Abstract
Singapore-based Neptune Orient Lines (NOL) made a net loss of US$149mn in the
fourth quarter of 2008. Although the company reported a year-end net
profit, unprecedented trade conditions severely affected NOL' s performance
in Q408 and the company did not anticipate a dramatic upswing for this
year. NOL' s 2008 revenues were US$9.3bn, up by 14% on 2007. Core EBIT, EBIT,
and net profit, however, fell sharply year-on-year (y-o-y). Core EBIT was
US$213mn, 64% lower than in 2007; EBIT dropped by 74% to US$160mn,
compared to US$613mn in 2007. Net profit also took a dive, ending at
US$83mn - 84% lower than in 2007. While year-end results maintained
profitability, business in the fourth quarter was significantly weaker.
Revenue dropped by 6% y-o-y to US$2.4bn and in all other areas results
slid into the red: core EBIT made a loss of US$45mn, EBIT was negative by
US$121mn, and there was also a net loss of US$149mn. NOL, which operates
major US container division American President Lines (APL), has been hard
hit by the economic downturn and the resulting slowdown on major container
trade routes. Bloomberg reports that for the first time in three years, NOL' s
cargo throughput declined y-o-y in the fourth quarter, by 14%. In a press
release, NOL' s president and chief executive, Ron Widdows, stated that
' the results we are announcing today show the impact of a severe market
downturn in the latter part of 2008, caused by reduced consumer confidence in
the wake of the global economic crisis' . NOL' s chairman, Cheng Wai Keung,
is quoted as saying that the group had ' faced some of the most turbulent
conditions in its long history' . NOL does not anticipate a recovery this
year, with conditions expected to mirror those seen in Q408. NOL
anticipates reporting a loss for 2009. However, the company is acting to
cut its losses and, indeed, some of Q408' s losses have been attributed to
the restructuring process. It has already reduced capacity on trans-Pacific
and Asia-Europe routes by 20% and 25%, respectively, and plans to cull a
further 20% and 3% on the trade lanes, accordingly, this year. The company
has delayed the delivery of some of the 28 vessels it has in its orderbook
until 2012 and, over the intervening period, will also remove 22 vessels
from its fleet as charters expire. Moreover, NOL announced in late 2008
that it was to cut 1,000 jobs, mostly in North America. The company
expects to save an estimated US$200mn as a result of these measures.

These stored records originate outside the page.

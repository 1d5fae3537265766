// Copyright 2020 Joyent, Inc.

use std::fmt;
use std::io::{self, BufRead, BufReader, Read, Write};
use std::sync::atomic::{AtomicBool, AtomicU64, Ordering};
use std::sync::Mutex;

static NEXT_STREAM_ID: AtomicU64 = AtomicU64::new(1);

type Reader = BufReader<Box<dyn Read + Send>>;
type Writer = Box<dyn Write + Send>;
type Interrupt = Box<dyn Fn() + Send + Sync>;

/// A network stream shared by the send and receive halves of a host
/// connection.
///
/// The stream is created empty by the runtime and filled in by the
/// transport's `connect` function with [`attach`](#method.attach). The read
/// and write halves are locked separately so a connection's receive thread
/// can block in a read while its send thread writes the next request. Reads
/// are buffered by the stream itself.
pub struct NetStream {
    id: u64,
    reader: Mutex<Option<Reader>>,
    writer: Mutex<Option<Writer>>,
    interrupt: Mutex<Option<Interrupt>>,
    connected: AtomicBool,
}

impl NetStream {
    pub fn new() -> Self {
        NetStream {
            id: NEXT_STREAM_ID.fetch_add(1, Ordering::Relaxed),
            reader: Mutex::new(None),
            writer: Mutex::new(None),
            interrupt: Mutex::new(None),
            connected: AtomicBool::new(false),
        }
    }

    pub fn id(&self) -> u64 {
        self.id
    }

    pub fn attach<R, W>(&self, reader: R, writer: W)
    where
        R: Read + Send + 'static,
        W: Write + Send + 'static,
    {
        let reader: Box<dyn Read + Send> = Box::new(reader);
        *self.reader.lock().unwrap() = Some(BufReader::new(reader));
        *self.writer.lock().unwrap() = Some(Box::new(writer));
        self.connected.store(true, Ordering::SeqCst);
    }

    /// Register `f` to run at the start of [`close`](#method.close), before
    /// either half is locked. It must unblock any read or write in progress,
    /// for example by shutting down the underlying socket.
    pub fn on_close<F>(&self, f: F)
    where
        F: Fn() + Send + Sync + 'static,
    {
        *self.interrupt.lock().unwrap() = Some(Box::new(f));
    }

    pub fn is_connected(&self) -> bool {
        self.connected.load(Ordering::SeqCst)
    }

    /// Drop both halves of the stream. Any further I/O fails with
    /// `NotConnected`.
    pub fn close(&self) {
        self.connected.store(false, Ordering::SeqCst);
        let interrupt = self.interrupt.lock().unwrap().take();
        if let Some(interrupt) = interrupt {
            interrupt();
        }
        let writer = self.writer.lock().unwrap().take();
        if let Some(mut w) = writer {
            let _ = w.flush();
        }
        self.reader.lock().unwrap().take();
    }

    pub fn read(&self, buf: &mut [u8]) -> io::Result<usize> {
        match self.reader.lock().unwrap().as_mut() {
            Some(r) => r.read(buf),
            None => Err(not_connected()),
        }
    }

    pub fn read_exact(&self, buf: &mut [u8]) -> io::Result<()> {
        match self.reader.lock().unwrap().as_mut() {
            Some(r) => r.read_exact(buf),
            None => Err(not_connected()),
        }
    }

    pub fn write_all(&self, buf: &[u8]) -> io::Result<()> {
        match self.writer.lock().unwrap().as_mut() {
            Some(w) => {
                w.write_all(buf)?;
                w.flush()
            }
            None => Err(not_connected()),
        }
    }

    /// Read a single `\n` terminated line, without the terminator.
    pub fn read_line(&self) -> io::Result<String> {
        let mut guard = self.reader.lock().unwrap();
        let r = guard.as_mut().ok_or_else(not_connected)?;
        let mut line = Vec::new();
        r.read_until(b'\n', &mut line)?;
        if line.pop() != Some(b'\n') {
            return Err(io::Error::new(
                io::ErrorKind::UnexpectedEof,
                "stream closed before end of line",
            ));
        }
        String::from_utf8(line)
            .map_err(|e| io::Error::new(io::ErrorKind::InvalidData, e))
    }
}

impl Default for NetStream {
    fn default() -> Self {
        Self::new()
    }
}

impl fmt::Debug for NetStream {
    fn fmt(&self, f: &mut fmt::Formatter) -> fmt::Result {
        f.debug_struct("NetStream")
            .field("id", &self.id)
            .field("connected", &self.is_connected())
            .finish()
    }
}

fn not_connected() -> io::Error {
    io::Error::new(io::ErrorKind::NotConnected, "stream is not connected")
}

BMI’s newly-released Singapore Freight Transport Report concludes
that because of global economic cooling the country’s maritime
freight volume will rise by an annual average of 2.5% throughout the five year
2009-2013 forecast period. Our shipping forecast is based on a number of
factors. Our forecast for economic growth in 2009-2013 now stands at an
annual average GDP increase of 2.1%. NOL and other Singapore-based companies
have established themselves as world-class players. We expect them to be
significantly affected, but manage the global downturn reasonably well,
despite the growing competitive challenge from Chinese ports, and to
position themselves for eventual recovery. Airfreight cargo growth will also
hold up. We are forecasting 2.9% annual growth over the next five years.
Overall, we now expect average annual growth in freight tonnage across all
modes to total 2.4% in 2009-2013. With an aggregate score of 68.8 out of a
theoretical maximum of 100, Singapore scores well in the BMI freight rating
for Asia Pacific, coming out comfortably above the regional average. Its
strong points include low long-term political and economic risk and a
strong regulatory environment, as well as a moderate, but healthy rate of
infrastructure growth. For the 2009-2013 forecast period, we expect the
transport and communications sector to be on a par with the economy as a
whole in value terms. Both will achieve average annual growth of 2.1%. The
total value of transport and communications GDP will rise to US$27.2bn in
nominal terms by 2013, representing 12.1% of Singapore’s GDP.